If you've been following this blog, then you know I attended last year with friends. I wrote two long blog posts, which you can read in Travel Monday: Blessings from Kandy Esala Perahera August 2013 - Part 1 (gives an overview of my travel experience including the journey (to-and-from Kandy), logistics and what I did to prepare) and Travel Monday: Blessings from Kandy Esala Perahera August 2013 - Part 2 (my thoughts, information gathering and experience of the actual Kandy Perahera). I don't wish to rehash what I blogged last year, but if you're interested in the "ins-n-outs" of the Kandy Esala Perahera, I suggest having a read of these two blog posts.
I didn't bring my DSLR to take photos and videos. Last year I made a concerted effort to take photos and videos. So, this year I decided to travel light without toting my big camera and only arrived at Sri Dalada Maligawa around 5.30pm. I know many people had arrived much earlier in the day to find places, seats and spots with a good vantage of the Randoli Perahera. I was again lucky to be able to tag along with friends who had VIP tickets with seats within the Sri Dalada Maligawa perimeter with light refreshments served.
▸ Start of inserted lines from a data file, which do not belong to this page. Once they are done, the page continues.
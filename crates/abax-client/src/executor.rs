//! The request executor: one logical call in, one result out.

use chrono::Utc;
use std::sync::Arc;
use tracing::{debug, info, instrument, warn};

use crate::config::ClientConfig;
use crate::credential::Credential;
use crate::descriptor::CallDescriptor;
use crate::error::{Error, ErrorKind, Result};
use crate::outcome::Outcome;
use crate::request::RequestBuilder;
use crate::response::HttpResponse;
use crate::retry::RetryState;
use crate::transport::{ReqwestTransport, Transport};

/// Runs logical calls against the ABAX API.
///
/// Each call resolves the credential once, then sends the request until it
/// succeeds, is rejected, or runs out of rate-limit retries. The executor
/// holds no per-call state and can be shared between concurrent callers.
pub struct RequestExecutor<T: Transport = ReqwestTransport> {
    transport: Arc<T>,
    config: Arc<ClientConfig>,
    credential: Credential,
}

impl<T: Transport> Clone for RequestExecutor<T> {
    fn clone(&self) -> Self {
        Self {
            transport: Arc::clone(&self.transport),
            config: Arc::clone(&self.config),
            credential: self.credential.clone(),
        }
    }
}

impl<T: Transport> std::fmt::Debug for RequestExecutor<T> {
    fn fmt(&self, f: &mut std::fmt::Formatter<'_>) -> std::fmt::Result {
        f.debug_struct("RequestExecutor")
            .field("base_url", &self.config.base_url())
            .field("credential", &self.credential)
            .finish_non_exhaustive()
    }
}

impl RequestExecutor<ReqwestTransport> {
    /// Create an executor backed by reqwest.
    pub fn new(config: ClientConfig, credential: impl Into<Credential>) -> Result<Self> {
        let transport = ReqwestTransport::new(&config)?;
        Ok(Self::with_transport(transport, config, credential))
    }
}

impl<T: Transport> RequestExecutor<T> {
    /// Create an executor over any transport.
    pub fn with_transport(transport: T, config: ClientConfig, credential: impl Into<Credential>) -> Self {
        Self {
            transport: Arc::new(transport),
            config: Arc::new(config),
            credential: credential.into(),
        }
    }

    pub fn config(&self) -> &ClientConfig {
        &self.config
    }

    pub fn base_url(&self) -> &str {
        self.config.base_url()
    }

    pub fn credential(&self) -> &Credential {
        &self.credential
    }

    pub fn transport(&self) -> &T {
        &self.transport
    }

    /// Execute one logical call described by `descriptor`.
    #[instrument(skip_all, fields(method = %descriptor.method(), path = descriptor.path_label()))]
    pub async fn call<I, O>(&self, descriptor: &CallDescriptor<I, O>, input: &I) -> Result<O>
    where
        I: Sync,
    {
        let request = descriptor.build_request(self.base_url(), input);
        let response = self.execute(request).await?;
        descriptor.parse(&response)
    }

    /// Authenticate a pre-built request and run it through the retry loop.
    ///
    /// The credential is resolved here, once, and reused for every attempt.
    #[instrument(skip_all, fields(method = %request.method, url = %request.url))]
    pub async fn execute(&self, request: RequestBuilder) -> Result<HttpResponse> {
        let token = self.credential.resolve().await?;
        let request = request
            .bearer_auth(token)
            .header("User-Agent", self.config.user_agent.as_str());

        self.send_with_retry(&request).await
    }

    async fn send_with_retry(&self, request: &RequestBuilder) -> Result<HttpResponse> {
        let mut retry = RetryState::new(&self.config.retry);

        loop {
            if self.config.enable_tracing {
                debug!(attempt = retry.attempt(), "Sending request");
            }

            let response = self.transport.send(request).await?;

            if self.config.enable_tracing {
                debug!(status = response.status(), body_len = response.body().len(), "Response received");
            }

            match Outcome::classify(response) {
                Outcome::Success(response) => return Ok(response),
                Outcome::RateLimited { reset_at } => {
                    match retry.next_wait(reset_at, Utc::now()) {
                        Some(wait) => {
                            warn!(
                                attempt = retry.attempt(),
                                wait_ms = wait.as_millis() as u64,
                                reset_at = ?reset_at,
                                "Rate limited, waiting for reset"
                            );
                            tokio::time::sleep(wait).await;
                        }
                        None => {
                            let attempts = retry.attempt() + 1;
                            warn!(attempts, "Rate limited on every attempt, giving up");
                            return Err(Error::new(ErrorKind::Timeout { attempts }));
                        }
                    }
                }
                Outcome::Rejected(rejection) => {
                    if self.config.enable_tracing {
                        info!(status = rejection.status, "Request rejected");
                    }
                    return Err(rejection.into_error());
                }
            }
        }
    }
}

#[cfg(test)]
mod tests {
    use super::*;
    use crate::query::QueryParams;
    use crate::retry::RetryConfig;
    use chrono::TimeDelta;
    use std::collections::VecDeque;
    use std::sync::atomic::{AtomicU32, Ordering};
    use std::sync::Mutex;

    /// Replays canned responses and records every request it sees.
    #[derive(Default)]
    struct ScriptedTransport {
        responses: Mutex<VecDeque<HttpResponse>>,
        requests: Mutex<Vec<RequestBuilder>>,
    }

    impl ScriptedTransport {
        fn new(responses: impl IntoIterator<Item = HttpResponse>) -> Self {
            Self {
                responses: Mutex::new(responses.into_iter().collect()),
                requests: Mutex::default(),
            }
        }

        fn sent(&self) -> Vec<RequestBuilder> {
            self.requests.lock().unwrap().clone()
        }
    }

    impl Transport for ScriptedTransport {
        async fn send(&self, request: &RequestBuilder) -> Result<HttpResponse> {
            self.requests.lock().unwrap().push(request.clone());
            let next = self.responses.lock().unwrap().pop_front();
            next.ok_or_else(|| Error::new(ErrorKind::Connection("script exhausted".into())))
        }
    }

    fn rate_limited() -> HttpResponse {
        let reset = (Utc::now() + TimeDelta::seconds(30)).to_rfc3339();
        HttpResponse::empty(429).with_header("X-Rate-Limit-Reset", reset)
    }

    fn vehicles_page() -> HttpResponse {
        HttpResponse::json_body(
            200,
            &serde_json::json!({ "page": 1, "page_size": 150, "items": [] }),
        )
    }

    fn descriptor() -> CallDescriptor<u32, serde_json::Value> {
        CallDescriptor::<u32, _>::get("v1/vehicles")
            .query(|page| QueryParams::new().push("page", page))
            .parse_json()
    }

    fn executor(transport: ScriptedTransport, credential: Credential) -> RequestExecutor<Arc<ScriptedTransport>> {
        let config = ClientConfig::builder()
            .with_base_url("https://api.abax.cloud")
            .with_user_agent("abax-test/1.0")
            .build();
        RequestExecutor::with_transport(Arc::new(transport), config, credential)
    }

    #[tokio::test(start_paused = true)]
    async fn test_four_rate_limits_time_out() {
        let transport = ScriptedTransport::new((0..5).map(|_| rate_limited()));
        let executor = executor(transport, Credential::api_key("token"));

        let err = executor.call(&descriptor(), &1).await.unwrap_err();

        assert!(err.is_timeout());
        assert!(err.to_string().contains("Request timed out"));
        assert!(matches!(err.kind, ErrorKind::Timeout { attempts: 4 }));
        assert_eq!(executor.transport().sent().len(), 4);
    }

    #[tokio::test(start_paused = true)]
    async fn test_three_rate_limits_then_success() {
        let transport = ScriptedTransport::new([rate_limited(), rate_limited(), rate_limited(), vehicles_page()]);
        let executor = executor(transport, Credential::api_key("token"));

        let body = executor.call(&descriptor(), &1).await.unwrap();

        assert_eq!(body["page_size"], 150);
        assert_eq!(executor.transport().sent().len(), 4);
    }

    #[tokio::test(start_paused = true)]
    async fn test_rate_limit_waits_until_reset() {
        let start = tokio::time::Instant::now();
        let transport = ScriptedTransport::new([rate_limited(), vehicles_page()]);
        let executor = executor(transport, Credential::api_key("token"));

        executor.call(&descriptor(), &1).await.unwrap();

        let waited = start.elapsed();
        assert!(waited >= std::time::Duration::from_secs(29), "waited {waited:?}");
        assert!(waited <= std::time::Duration::from_secs(31), "waited {waited:?}");
    }

    #[tokio::test]
    async fn test_unauthorized_is_not_retried() {
        let transport = ScriptedTransport::new([HttpResponse::json_body(
            401,
            &serde_json::json!({ "message": "Invalid token" }),
        )]);
        let executor = executor(transport, Credential::api_key("token"));

        let err = executor.call(&descriptor(), &1).await.unwrap_err();

        assert!(err.is_unauthorized());
        assert!(err.to_string().contains("Invalid token"));
        assert_eq!(executor.transport().sent().len(), 1);
    }

    #[tokio::test]
    async fn test_other_rejections_fail_after_one_attempt() {
        let transport = ScriptedTransport::new([HttpResponse::empty(404), vehicles_page()]);
        let executor = executor(transport, Credential::api_key("token"));

        let err = executor.call(&descriptor(), &1).await.unwrap_err();

        assert_eq!(err.status(), Some(404));
        assert_eq!(executor.transport().sent().len(), 1);
    }

    #[tokio::test]
    async fn test_request_carries_auth_user_agent_and_query() {
        let transport = ScriptedTransport::new([vehicles_page()]);
        let executor = executor(transport, Credential::api_key("secret-token"));

        executor.call(&descriptor(), &7).await.unwrap();

        let sent = executor.transport().sent();
        assert_eq!(sent[0].url(), "https://api.abax.cloud/v1/vehicles");
        assert_eq!(sent[0].bearer_token(), Some("secret-token"));
        assert_eq!(sent[0].headers().get("User-Agent").map(String::as_str), Some("abax-test/1.0"));
        assert_eq!(sent[0].query_values("page"), vec!["7"]);
    }

    #[tokio::test(start_paused = true)]
    async fn test_provider_resolved_once_per_logical_call() {
        let calls = Arc::new(AtomicU32::new(0));
        let counter = calls.clone();
        let credential = Credential::from_fn(move || {
            counter.fetch_add(1, Ordering::SeqCst);
            async { Ok("rotating".to_string()) }
        });

        let transport = ScriptedTransport::new([rate_limited(), rate_limited(), vehicles_page(), vehicles_page()]);
        let executor = executor(transport, credential);

        executor.call(&descriptor(), &1).await.unwrap();
        assert_eq!(calls.load(Ordering::SeqCst), 1);

        executor.call(&descriptor(), &2).await.unwrap();
        assert_eq!(calls.load(Ordering::SeqCst), 2);
        assert_eq!(executor.transport().sent().len(), 4);
    }

    #[tokio::test]
    async fn test_no_retry_config_fails_on_first_rate_limit() {
        let transport = ScriptedTransport::new([rate_limited(), vehicles_page()]);
        let config = ClientConfig::builder()
            .with_base_url("https://api.abax.cloud")
            .with_retry(RetryConfig::no_retry())
            .build();
        let executor = RequestExecutor::with_transport(Arc::new(transport), config, "token");

        let err = executor.call(&descriptor(), &1).await.unwrap_err();
        assert!(matches!(err.kind, ErrorKind::Timeout { attempts: 1 }));
        assert_eq!(executor.transport().sent().len(), 1);
    }

    #[tokio::test]
    async fn test_validation_error_is_not_retried() {
        let transport = ScriptedTransport::new([HttpResponse::new(
            200,
            Default::default(),
            "not json",
        )]);
        let executor = executor(transport, Credential::api_key("token"));

        let err = executor.call(&descriptor(), &1).await.unwrap_err();
        assert!(err.is_validation());
        assert_eq!(executor.transport().sent().len(), 1);
    }
}
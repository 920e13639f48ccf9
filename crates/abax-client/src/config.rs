//! Client configuration.

use crate::error::{Error, ErrorKind, Result};
use crate::retry::RetryConfig;
use std::time::Duration;

/// Base URL of the production ABAX API.
pub const PRODUCTION_API_URL: &str = "https://api.abax.cloud";

/// Base URL of the ABAX sandbox API.
pub const SANDBOX_API_URL: &str = "https://api-test.abax.cloud";

/// ABAX API environment the client talks to.
#[derive(Debug, Clone, Default, PartialEq, Eq)]
pub enum Environment {
    /// Production API.
    #[default]
    Production,
    /// Sandbox API, backed by test data.
    Sandbox,
    /// Any other base URL (proxies, mock servers).
    Custom(String),
}

impl Environment {
    /// Returns the base URL for this environment, without a trailing slash.
    pub fn base_url(&self) -> &str {
        match self {
            Environment::Production => PRODUCTION_API_URL,
            Environment::Sandbox => SANDBOX_API_URL,
            Environment::Custom(url) => url.trim_end_matches('/'),
        }
    }

    /// Returns true if this is the sandbox environment.
    pub fn is_sandbox(&self) -> bool {
        matches!(self, Environment::Sandbox)
    }
}

impl std::str::FromStr for Environment {
    type Err = Error;

    fn from_str(s: &str) -> Result<Self> {
        match s.trim().to_ascii_lowercase().as_str() {
            "production" | "prod" => Ok(Environment::Production),
            "sandbox" | "test" => Ok(Environment::Sandbox),
            other if other.starts_with("http://") || other.starts_with("https://") => {
                Ok(Environment::Custom(s.trim().to_string()))
            }
            _ => Err(Error::new(ErrorKind::Config(format!(
                "Unknown environment: {s}"
            )))),
        }
    }
}

/// Configuration for the ABAX HTTP client.
#[derive(Debug, Clone)]
pub struct ClientConfig {
    /// API environment.
    pub environment: Environment,
    /// Rate-limit retry configuration.
    pub retry: RetryConfig,
    /// Request timeout.
    pub timeout: Duration,
    /// Connection timeout.
    pub connect_timeout: Duration,
    /// Accept gzip/deflate compressed responses.
    pub accept_compressed: bool,
    /// User-Agent header value.
    pub user_agent: String,
    /// Whether to emit per-attempt request/response events.
    pub enable_tracing: bool,
}

impl Default for ClientConfig {
    fn default() -> Self {
        Self {
            environment: Environment::default(),
            retry: RetryConfig::default(),
            timeout: Duration::from_secs(30),
            connect_timeout: Duration::from_secs(10),
            accept_compressed: true,
            user_agent: crate::USER_AGENT.to_string(),
            enable_tracing: true,
        }
    }
}

impl ClientConfig {
    /// Create a new client config builder.
    pub fn builder() -> ClientConfigBuilder {
        ClientConfigBuilder::default()
    }

    /// Load configuration from environment variables.
    ///
    /// `ABAX_ENVIRONMENT` selects `production` or `sandbox`; `ABAX_API_URL`
    /// overrides the base URL entirely. Everything else keeps its default.
    pub fn from_env() -> Result<Self> {
        let mut config = Self::default();

        if let Ok(env) = std::env::var("ABAX_ENVIRONMENT") {
            config.environment = env.parse()?;
        }
        if let Ok(url) = std::env::var("ABAX_API_URL") {
            url::Url::parse(&url)?;
            config.environment = Environment::Custom(url);
        }

        Ok(config)
    }

    /// Returns the API base URL.
    pub fn base_url(&self) -> &str {
        self.environment.base_url()
    }
}

/// Builder for ClientConfig.
#[derive(Debug, Default)]
pub struct ClientConfigBuilder {
    config: ClientConfig,
}

impl ClientConfigBuilder {
    /// Set the API environment.
    pub fn with_environment(mut self, environment: Environment) -> Self {
        self.config.environment = environment;
        self
    }

    /// Use the sandbox API.
    pub fn sandbox(self) -> Self {
        self.with_environment(Environment::Sandbox)
    }

    /// Use a custom base URL.
    pub fn with_base_url(self, url: impl Into<String>) -> Self {
        self.with_environment(Environment::Custom(url.into()))
    }

    /// Set the retry configuration.
    pub fn with_retry(mut self, retry: RetryConfig) -> Self {
        self.config.retry = retry;
        self
    }

    /// Disable rate-limit retries.
    pub fn without_retry(mut self) -> Self {
        self.config.retry = RetryConfig::no_retry();
        self
    }

    /// Set request timeout.
    pub fn with_timeout(mut self, timeout: Duration) -> Self {
        self.config.timeout = timeout;
        self
    }

    /// Set connection timeout.
    pub fn with_connect_timeout(mut self, timeout: Duration) -> Self {
        self.config.connect_timeout = timeout;
        self
    }

    /// Accept compressed responses.
    pub fn with_compression(mut self, enabled: bool) -> Self {
        self.config.accept_compressed = enabled;
        self
    }

    /// Set custom User-Agent.
    pub fn with_user_agent(mut self, user_agent: impl Into<String>) -> Self {
        self.config.user_agent = user_agent.into();
        self
    }

    /// Enable or disable request/response tracing.
    pub fn with_tracing(mut self, enabled: bool) -> Self {
        self.config.enable_tracing = enabled;
        self
    }

    /// Build the client configuration.
    pub fn build(self) -> ClientConfig {
        self.config
    }
}
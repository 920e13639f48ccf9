//! Vehicle listing types.

use std::sync::LazyLock;

use abax_client::{CallDescriptor, Page, QueryParams};
use serde::{Deserialize, Serialize};

use crate::client::PagedInput;
use crate::shared::{
    Driver, Location, Measurement, Named, Organization, Unit, VehicleCommercialClass,
};

/// Fuel or energy source of a vehicle.
#[derive(Debug, Clone, Copy, PartialEq, Eq, Hash, Serialize, Deserialize)]
pub enum FuelType {
    Unknown,
    Petrol,
    Electricity,
    Diesel,
    Lpg,
    DieselHybrid,
    PetrolHybrid,
}

/// Registration plate.
#[derive(Debug, Clone, PartialEq, Eq, Serialize, Deserialize)]
#[serde(rename_all = "camelCase")]
pub struct LicensePlate {
    pub number: String,
    #[serde(default, skip_serializing_if = "Option::is_none")]
    pub registration_date: Option<String>,
}

/// A vehicle. The API already serves this payload in camelCase.
#[derive(Debug, Clone, PartialEq, Serialize, Deserialize)]
#[serde(rename_all = "camelCase")]
pub struct Vehicle {
    pub id: String,
    #[serde(default, skip_serializing_if = "Option::is_none")]
    pub vin: Option<String>,
    #[serde(default, skip_serializing_if = "Option::is_none")]
    pub alias: Option<String>,
    #[serde(default, skip_serializing_if = "Option::is_none")]
    pub manufacturer: Option<Named>,
    #[serde(default, skip_serializing_if = "Option::is_none")]
    pub model: Option<Named>,
    #[serde(default, skip_serializing_if = "Option::is_none")]
    pub license_plate: Option<LicensePlate>,
    pub commercial_class: VehicleCommercialClass,
    #[serde(default, skip_serializing_if = "Option::is_none")]
    pub registered_at: Option<String>,
    #[serde(default, skip_serializing_if = "Option::is_none")]
    pub unit: Option<Unit>,
    #[serde(default, skip_serializing_if = "Option::is_none")]
    pub location: Option<Location>,
    #[serde(default, skip_serializing_if = "Option::is_none")]
    pub driver: Option<Driver>,
    pub organization: Organization,
    #[serde(default, skip_serializing_if = "Option::is_none")]
    pub odometer: Option<Measurement>,
    #[serde(default, skip_serializing_if = "Option::is_none")]
    pub notes: Option<String>,
    #[serde(default, skip_serializing_if = "Option::is_none")]
    pub temperature: Option<Measurement>,
    pub fuel_type: FuelType,
    #[serde(default, skip_serializing_if = "Option::is_none")]
    pub engine_size: Option<f64>,
    #[serde(default, skip_serializing_if = "Option::is_none")]
    pub color: Option<String>,
    #[serde(default, skip_serializing_if = "Option::is_none")]
    pub co2_emissions: Option<f64>,
}

/// Input for [`AbaxClient::list_vehicles`](crate::AbaxClient::list_vehicles).
///
/// A `page_size` of [`PAGE_SIZE_ALL`](abax_client::PAGE_SIZE_ALL) fetches every page.
#[derive(Debug, Clone, Default, PartialEq, Eq)]
pub struct ListVehiclesInput {
    /// Defaults to 1 on the server.
    pub page: Option<u32>,
    /// Defaults to 1500 on the server.
    pub page_size: Option<u32>,
}

impl ListVehiclesInput {
    pub fn page(page: u32, page_size: u32) -> Self {
        Self {
            page: Some(page),
            page_size: Some(page_size),
        }
    }
}

impl PagedInput for ListVehiclesInput {
    fn page_size(&self) -> Option<u32> {
        self.page_size
    }

    fn at_page(&self, page: u32, page_size: u32) -> Self {
        Self::page(page, page_size)
    }
}

pub(crate) static LIST_VEHICLES: LazyLock<CallDescriptor<ListVehiclesInput, Page<Vehicle>>> =
    LazyLock::new(|| {
        CallDescriptor::<ListVehiclesInput, _>::get("v1/vehicles")
            .query(|input| {
                QueryParams::new()
                    .opt("page", input.page)
                    .opt("page_size", input.page_size)
            })
            .parse_json()
    });
//! Error types for abax-client.

/// Result type alias for abax-client operations.
pub type Result<T> = std::result::Result<T, Error>;

/// Error type for abax-client operations.
#[derive(Debug, thiserror::Error)]
#[error("{kind}")]
pub struct Error {
    /// The kind of error that occurred.
    pub kind: ErrorKind,
    /// Optional source error.
    #[source]
    pub source: Option<Box<dyn std::error::Error + Send + Sync>>,
}

impl Error {
    /// Create a new error with the given kind.
    pub fn new(kind: ErrorKind) -> Self {
        Self { kind, source: None }
    }

    /// Create a new error with the given kind and source.
    pub fn with_source(
        kind: ErrorKind,
        source: impl std::error::Error + Send + Sync + 'static,
    ) -> Self {
        Self {
            kind,
            source: Some(Box::new(source)),
        }
    }

    /// Returns true if the call gave up after repeated rate limiting.
    pub fn is_timeout(&self) -> bool {
        matches!(self.kind, ErrorKind::Timeout { .. })
    }

    /// Returns true if the API rejected the bearer credential (HTTP 401).
    pub fn is_unauthorized(&self) -> bool {
        matches!(self.kind, ErrorKind::Unauthorized { .. })
    }

    /// Returns true if the response body did not match the expected schema.
    pub fn is_validation(&self) -> bool {
        matches!(self.kind, ErrorKind::Validation(_))
    }

    /// Returns the HTTP status code behind this error, if there was one.
    pub fn status(&self) -> Option<u16> {
        match &self.kind {
            ErrorKind::Unauthorized { .. } => Some(401),
            ErrorKind::BadRequest { .. } => Some(400),
            ErrorKind::Timeout { .. } => Some(429),
            ErrorKind::RequestFailed { status, .. } => Some(*status),
            _ => None,
        }
    }

    /// Returns the vendor-supplied message, if the API sent one.
    pub fn vendor_message(&self) -> Option<&str> {
        match &self.kind {
            ErrorKind::Unauthorized { message }
            | ErrorKind::BadRequest { message }
            | ErrorKind::RequestFailed { message, .. } => message.as_deref(),
            _ => None,
        }
    }
}

/// The kind of error that occurred.
#[derive(Debug, thiserror::Error)]
pub enum ErrorKind {
    /// The response body did not match the expected shape. Never retried.
    #[error("Response validation failed: {0}")]
    Validation(String),

    /// The API rejected the credential (HTTP 401).
    #[error("Request was unauthorized{}", detail(message))]
    Unauthorized { message: Option<String> },

    /// The API rejected the request as malformed (HTTP 400).
    #[error("Bad request{}", detail(message))]
    BadRequest { message: Option<String> },

    /// Every allowed attempt was rate limited (HTTP 429).
    #[error("Request timed out after {attempts} attempts")]
    Timeout { attempts: u32 },

    /// Any other non-success status (403, 404, 5xx, ...).
    #[error("Not able to perform request (HTTP {status}){}", detail(message))]
    RequestFailed { status: u16, message: Option<String> },

    /// The credential provider failed to supply a token.
    #[error("Failed to obtain credential: {0}")]
    Credential(String),

    /// Connection or transport failure.
    #[error("Connection error: {0}")]
    Connection(String),

    /// JSON serialization error while building a request.
    #[error("JSON error: {0}")]
    Json(String),

    /// Invalid configuration.
    #[error("Configuration error: {0}")]
    Config(String),

    /// Invalid input passed by the caller.
    #[error("Invalid input: {0}")]
    InvalidInput(String),
}

fn detail(message: &Option<String>) -> String {
    message
        .as_deref()
        .map(|m| format!(": {m}"))
        .unwrap_or_default()
}

impl From<reqwest::Error> for Error {
    fn from(err: reqwest::Error) -> Self {
        Error::with_source(ErrorKind::Connection(err.to_string()), err)
    }
}

impl From<serde_json::Error> for Error {
    fn from(err: serde_json::Error) -> Self {
        Error::with_source(ErrorKind::Json(err.to_string()), err)
    }
}

impl From<url::ParseError> for Error {
    fn from(err: url::ParseError) -> Self {
        Error::with_source(ErrorKind::Config(format!("Invalid URL: {}", err)), err)
    }
}
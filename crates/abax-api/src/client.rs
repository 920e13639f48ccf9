//! ABAX Open API client.
//!
//! This client wraps `RequestExecutor` from `abax-client` and provides
//! typed methods for every supported endpoint.

use abax_client::{
    fetch_all_pages, CallDescriptor, ClientConfig, Credential, Page, ReqwestTransport,
    RequestExecutor, Result, Transport, MAX_PAGE_SIZE, PAGE_SIZE_ALL,
};
use tracing::debug;

mod capabilities;
mod equipment;
mod trips;
mod usage;
mod vehicles;

/// Input of a paged listing.
pub(crate) trait PagedInput: Clone {
    /// Requested page size, if any. [`PAGE_SIZE_ALL`] asks for every page.
    fn page_size(&self) -> Option<u32>;

    /// The same query for one explicit page.
    fn at_page(&self, page: u32, page_size: u32) -> Self;
}

/// ABAX Open API client.
///
/// Provides typed methods for:
/// - Vehicles
/// - Trips, trip expenses and odometer readings
/// - Equipment and equipment usage logs
/// - Vehicle usage summaries
/// - API capabilities
///
/// Paged listings fetch every page when asked for a page size of
/// [`PAGE_SIZE_ALL`]. Calls taking trip ids split them into requests of at
/// most 150 ids.
///
/// # Example
///
/// ```rust,ignore
/// use abax_api::{AbaxClient, ListTripsInput};
/// use chrono::NaiveDate;
///
/// let client = AbaxClient::new("api-key")?;
///
/// let trips = client
///     .list_trips(ListTripsInput::new(from, to).all())
///     .await?;
///
/// let ids: Vec<String> = trips.items.iter().map(|t| t.id.clone()).collect();
/// let expenses = client.list_trip_expenses(&ids).await?;
/// ```
pub struct AbaxClient<T: Transport = ReqwestTransport> {
    executor: RequestExecutor<T>,
}

impl<T: Transport> Clone for AbaxClient<T> {
    fn clone(&self) -> Self {
        Self {
            executor: self.executor.clone(),
        }
    }
}

impl<T: Transport> std::fmt::Debug for AbaxClient<T> {
    fn fmt(&self, f: &mut std::fmt::Formatter<'_>) -> std::fmt::Result {
        f.debug_struct("AbaxClient")
            .field("executor", &self.executor)
            .finish()
    }
}

impl AbaxClient<ReqwestTransport> {
    /// Create a production client authenticated with an API key or a
    /// token provider.
    pub fn new(credential: impl Into<Credential>) -> Result<Self> {
        Self::with_config(ClientConfig::default(), credential)
    }

    /// Create a client with custom HTTP configuration.
    pub fn with_config(config: ClientConfig, credential: impl Into<Credential>) -> Result<Self> {
        Ok(Self::from_executor(RequestExecutor::new(config, credential)?))
    }

    /// Create a client from `ABAX_ENVIRONMENT`, `ABAX_API_URL` and `ABAX_API_KEY`.
    pub fn from_env() -> Result<Self> {
        Self::with_config(ClientConfig::from_env()?, Credential::from_env()?)
    }
}

impl<T: Transport> AbaxClient<T> {
    /// Create a client over any transport.
    pub fn with_transport(transport: T, config: ClientConfig, credential: impl Into<Credential>) -> Self {
        Self::from_executor(RequestExecutor::with_transport(transport, config, credential))
    }

    /// Create a client from an existing executor.
    pub fn from_executor(executor: RequestExecutor<T>) -> Self {
        Self { executor }
    }

    /// Get the underlying executor.
    pub fn executor(&self) -> &RequestExecutor<T> {
        &self.executor
    }

    pub fn base_url(&self) -> &str {
        self.executor.base_url()
    }

    /// Run a paged listing, walking every page for [`PAGE_SIZE_ALL`].
    pub(crate) async fn list_paged<I, O>(
        &self,
        descriptor: &CallDescriptor<I, Page<O>>,
        input: &I,
    ) -> Result<Page<O>>
    where
        I: PagedInput + Sync,
    {
        if input.page_size() != Some(PAGE_SIZE_ALL) {
            return self.executor.call(descriptor, input).await;
        }

        debug!(path = descriptor.path_label(), "Fetching every page");
        let items = fetch_all_pages(MAX_PAGE_SIZE, |page, page_size| {
            let input = input.at_page(page, page_size);
            async move { self.executor.call(descriptor, &input).await }
        })
        .await?;

        Ok(Page::all(items))
    }
}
This year has been interesting in that I've been trying out Kandy as a potential longer term residence (as opposed to Colombo where I've been based for most of the past six years). So I've had the opportunity to become a little more familiar with the town and Sri Dalada Maligawa. Therefore, I took my time around the temple grounds to take in the preparations before going into the enclosed perimeter where they had set out the big tents with all the seating.
This year it definitely felt like there were more tuskers than what I saw last year. Some friends mentioned there was an incident involving firewith four of the tuskers on Wednesday evening's Randoli Perahera that caused a few hair-raising moments. As a result, on Esala poya I could hear announcements being made over the loudspeakers to warn attendees of the potential dangers around the tuskers and to remain quite still without screaming if the tuskers were to get agitated. Luckily, nothing out of the ordinary happened on poya.
Perahera usually depends on the calculation of a number of auspicious times for various things to be undertaken and for the actual Perahera to commence.
In fact, the Randoli Perahera commenced quite late on poya at around +/- 8.30pm.
The Buddha's Tooth Relic came out on the main tusker about halfway through the Randoli Perahera.
Once it began, it lasted for at least three and a half hours till the first of the performers returned to the start of the Perahera route. It was probably another few hours for it to fully conclude.
I left Sri Dalada Maligawa at around midnight when security opened the various exits to allow people to depart the venue. Up until this point you couldn't leave from anywhere within the Randoli Perahera route.
My eyes were a little tired by the end of Randoli Perahera, but overall I felt quite light and happy. All in all, a lovely way to spend Esala Poya.